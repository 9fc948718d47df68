//! Upload, review and engagement across services.

use campushare_core::models::{NewComment, NewReview, ResourceFilter, UpdateResource};
use campushare_core::{CoreError, PageRequest, ResourceStatus, ReviewDecision};
use campushare_testkit::prelude::*;

fn approve() -> NewReview {
    NewReview {
        decision: ReviewDecision::Approved,
        reason: None,
    }
}

fn by_course(course_id: i64) -> ResourceFilter {
    ResourceFilter {
        course_id: Some(course_id),
        ..Default::default()
    }
}

#[tokio::test]
async fn student_upload_goes_through_review() {
    let campus = scenarios::campus().await;
    let services = &campus.services;
    let upload = campus.pending_resource("lab report").await;
    assert_eq!(upload.status, ResourceStatus::Pending);

    let public = services
        .resources
        .list(None, &by_course(campus.course.id), PageRequest::default())
        .await
        .unwrap();
    assert_eq!(public.total, 0);

    let queue = services
        .reviews
        .pending(&campus.teacher(), PageRequest::default())
        .await
        .unwrap();
    assert_eq!(queue.items[0].id, upload.id);

    services
        .reviews
        .review(&campus.teacher(), upload.id, approve())
        .await
        .unwrap();

    let public = services
        .resources
        .list(None, &by_course(campus.course.id), PageRequest::default())
        .await
        .unwrap();
    assert_eq!(public.total, 1);
    let course = services.courses.get(campus.course.id).await.unwrap();
    assert_eq!(course.resource_count, 1);

    // Editing sends it back to the queue.
    services
        .resources
        .update(
            &campus.student(),
            upload.id,
            UpdateResource {
                description: Some("now with figures".into()),
                ..Default::default()
            },
        )
        .await
        .unwrap();
    let course = services.courses.get(campus.course.id).await.unwrap();
    assert_eq!(course.resource_count, 0);
    assert_eq!(
        services
            .reviews
            .history(&campus.student(), upload.id)
            .await
            .unwrap()
            .len(),
        1
    );
}

#[tokio::test]
async fn deleting_a_resource_cascades() {
    let campus = scenarios::campus().await;
    let services = &campus.services;
    let resource = campus.approved_resource("slides").await;

    let comment = services
        .comments
        .create(
            &campus.student(),
            resource.id,
            NewComment {
                content: "thanks!".into(),
                parent_id: None,
            },
        )
        .await
        .unwrap();
    services
        .favorites
        .add(&campus.other_student(), resource.id)
        .await
        .unwrap();

    let reloaded = services.resources.get(None, resource.id).await.unwrap();
    assert_eq!(reloaded.comment_count, 1);
    assert_eq!(reloaded.favorite_count, 1);

    services
        .resources
        .delete(&campus.teacher(), resource.id)
        .await
        .unwrap();

    assert!(matches!(
        services.comments.get(comment.id).await,
        Err(CoreError::NotFound { .. })
    ));
    let favorites = services
        .favorites
        .list(campus.other_student.id, PageRequest::default())
        .await
        .unwrap();
    assert!(favorites.is_empty());

    let stats = campus.test_db.stats().await.unwrap();
    assert_eq!(stats.resources, 0);
    assert_eq!(stats.comments, 0);
    assert_eq!(stats.favorites, 0);
    assert_eq!(services.courses.get(campus.course.id).await.unwrap().resource_count, 0);
}

#[tokio::test]
async fn course_with_resources_cannot_be_deleted() {
    let campus = scenarios::campus().await;
    let resource = campus.approved_resource("exam 2022").await;

    assert!(matches!(
        campus
            .services
            .courses
            .delete(&campus.admin(), campus.course.id)
            .await,
        Err(CoreError::Conflict { .. })
    ));

    campus
        .services
        .resources
        .delete(&campus.admin(), resource.id)
        .await
        .unwrap();
    campus
        .services
        .courses
        .delete(&campus.admin(), campus.course.id)
        .await
        .unwrap();
}

#[tokio::test]
async fn file_database_round_trip() {
    let campus = scenarios::campus_in(TestDatabase::file().await).await;
    let resource = campus.approved_resource("persisted").await;
    let path = campus.test_db.path().unwrap();
    assert!(path.exists());

    let found = campus
        .services
        .resources
        .get(None, resource.id)
        .await
        .unwrap();
    assert_eq!(found.title, "persisted");
}

#[tokio::test(flavor = "multi_thread", worker_threads = 4)]
async fn reviewer_edit_does_not_undo_a_concurrent_decision() {
    let campus = scenarios::campus_in(TestDatabase::file().await).await;

    for round in 0..8 {
        let id = campus.pending_resource(&format!("draft {round}")).await.id;
        let (reviews, resources) = (
            campus.services.reviews.clone(),
            campus.services.resources.clone(),
        );
        let (reviewer, editor) = (campus.teacher(), campus.admin());

        let decide = tokio::spawn(async move { reviews.review(&reviewer, id, approve()).await });
        let edit = tokio::spawn(async move {
            resources
                .update(
                    &editor,
                    id,
                    UpdateResource {
                        title: Some(format!("edited {round}")),
                        ..Default::default()
                    },
                )
                .await
        });
        decide.await.unwrap().unwrap();
        edit.await.unwrap().unwrap();

        let stored = campus
            .services
            .resources
            .get(None, id)
            .await
            .unwrap();
        assert_eq!(stored.status, ResourceStatus::Approved);
        assert_eq!(stored.title, format!("edited {round}"));
    }
}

Your task: All entries must be duplicated exactly, with none left out.

Written answer:
repository 9fc948718d47df68
//! Upload, review and engagement across services.

use campushare_core::models::{NewComment, NewReview, ResourceFilter, UpdateResource};
use campushare_core::{CoreError, PageRequest, ResourceStatus, ReviewDecision};
use campushare_testkit::prelude::*;

fn approve() -> NewReview {
    NewReview {
        decision: ReviewDecision::Approved,
        reason: None,
    }
}

fn by_course(course_id: i64) -> ResourceFilter {
    ResourceFilter {
        course_id: Some(course_id),
        ..Default::default()
    }
}

#[tokio::test]
async fn student_upload_goes_through_review() {
    let campus = scenarios::campus().await;
    let services = &campus.services;
    let upload = campus.pending_resource("lab report").await;
    assert_eq!(upload.status, ResourceStatus::Pending);

    let public = services
        .resources
        .list(None, &by_course(campus.course.id), PageRequest::default())
        .await
        .unwrap();
    assert_eq!(public.total, 0);

    let queue = services
        .reviews
        .pending(&campus.teacher(), PageRequest::default())
        .await
        .unwrap();
    assert_eq!(queue.items[0].id, upload.id);

    services
        .reviews
        .review(&campus.teacher(), upload.id, approve())
        .await
        .unwrap();

    let public = services
        .resources
        .list(None, &by_course(campus.course.id), PageRequest::default())
        .await
        .unwrap();
    assert_eq!(public.total, 1);
    let course = services.courses.get(campus.course.id).await.unwrap();
    assert_eq!(course.resource_count, 1);

    // Editing sends it back to the queue.
    services
        .resources
        .update(
            &campus.student(),
            upload.id,
            UpdateResource {
                description: Some("now with figures".into()),
                ..Default::default()
            },
        )
        .await
        .unwrap();
    let course = services.courses.get(campus.course.id).await.unwrap();
    assert_eq!(course.resource_count, 0);
    assert_eq!(
        services
            .reviews
            .history(&campus.student(), upload.id)
            .await
            .unwrap()
            .len(),
        1
    );
}

#[tokio::test]
async fn deleting_a_resource_cascades() {
    let campus = scenarios::campus().await;
    let services = &campus.services;
    let resource = campus.approved_resource("slides").await;

    let comment = services
        .comments
        .create(
            &campus.student(),
            resource.id,
            NewComment {
                content: "thanks!".into(),
                parent_id: None,
            },
        )
        .await
        .unwrap();
    services
        .favorites
        .add(&campus.other_student(), resource.id)
        .await
        .unwrap();

    let reloaded = services.resources.get(None, resource.id).await.unwrap();
    assert_eq!(reloaded.comment_count, 1);
    assert_eq!(reloaded.favorite_count, 1);

    services
        .resources
        .delete(&campus.teacher(), resource.id)
        .await
        .unwrap();

    assert!(matches!(
        services.comments.get(comment.id).await,
        Err(CoreError::NotFound { .. })
    ));
    let favorites = services
        .favorites
        .list(campus.other_student.id, PageRequest::default())
        .await
        .unwrap();
    assert!(favorites.is_empty());

    let stats = campus.test_db.stats().await.unwrap();
    assert_eq!(stats.resources, 0);
    assert_eq!(stats.comments, 0);
    assert_eq!(stats.favorites, 0);
    assert_eq!(services.courses.get(campus.course.id).await.unwrap().resource_count, 0);
}

#[tokio::test]
async fn course_with_resources_cannot_be_deleted() {
    let campus = scenarios::campus().await;
    let resource = campus.approved_resource("exam 2022").await;

    assert!(matches!(
        campus
            .services
            .courses
            .delete(&campus.admin(), campus.course.id)
            .await,
        Err(CoreError::Conflict { .. })
    ));

    campus
        .services
        .resources
        .delete(&campus.admin(), resource.id)
        .await
        .unwrap();
    campus
        .services
        .courses
        .delete(&campus.admin(), campus.course.id)
        .await
        .unwrap();
}

#[tokio::test]
async fn file_database_round_trip() {
    let campus = scenarios::campus_in(TestDatabase::file().await).await;
    let resource = campus.approved_resource("persisted").await;
    let path = campus.test_db.path().unwrap();
    assert!(path.exists());

    let found = campus
        .services
        .resources
        .get(None, resource.id)
        .await
        .unwrap();
    assert_eq!(found.title, "persisted");
}

#[tokio::test(flavor = "multi_thread", worker_threads = 4)]
async fn reviewer_edit_does_not_undo_a_concurrent_decision() {
    let campus = scenarios::campus_in(TestDatabase::file().await).await;

    for round in 0..8 {
        let id = campus.pending_resource(&format!("draft {round}")).await.id;
        let (reviews, resources) = (
            campus.services.reviews.clone(),
            campus.services.resources.clone(),
        );
        let (reviewer, editor) = (campus.teacher(), campus.admin());

        let decide = tokio::spawn(async move { reviews.review(&reviewer, id, approve()).await });
        let edit = tokio::spawn(async move {
            resources
                .update(
                    &editor,
                    id,
                    UpdateResource {
                        title: Some(format!("edited {round}")),
                        ..Default::default()
                    },
                )
                .await
        });
        decide.await.unwrap().unwrap();
        edit.await.unwrap().unwrap();

        let stored = campus
            .services
            .resources
            .get(None, id)
            .await
            .unwrap();
        assert_eq!(stored.status, ResourceStatus::Approved);
        assert_eq!(stored.title, format!("edited {round}"));
    }
}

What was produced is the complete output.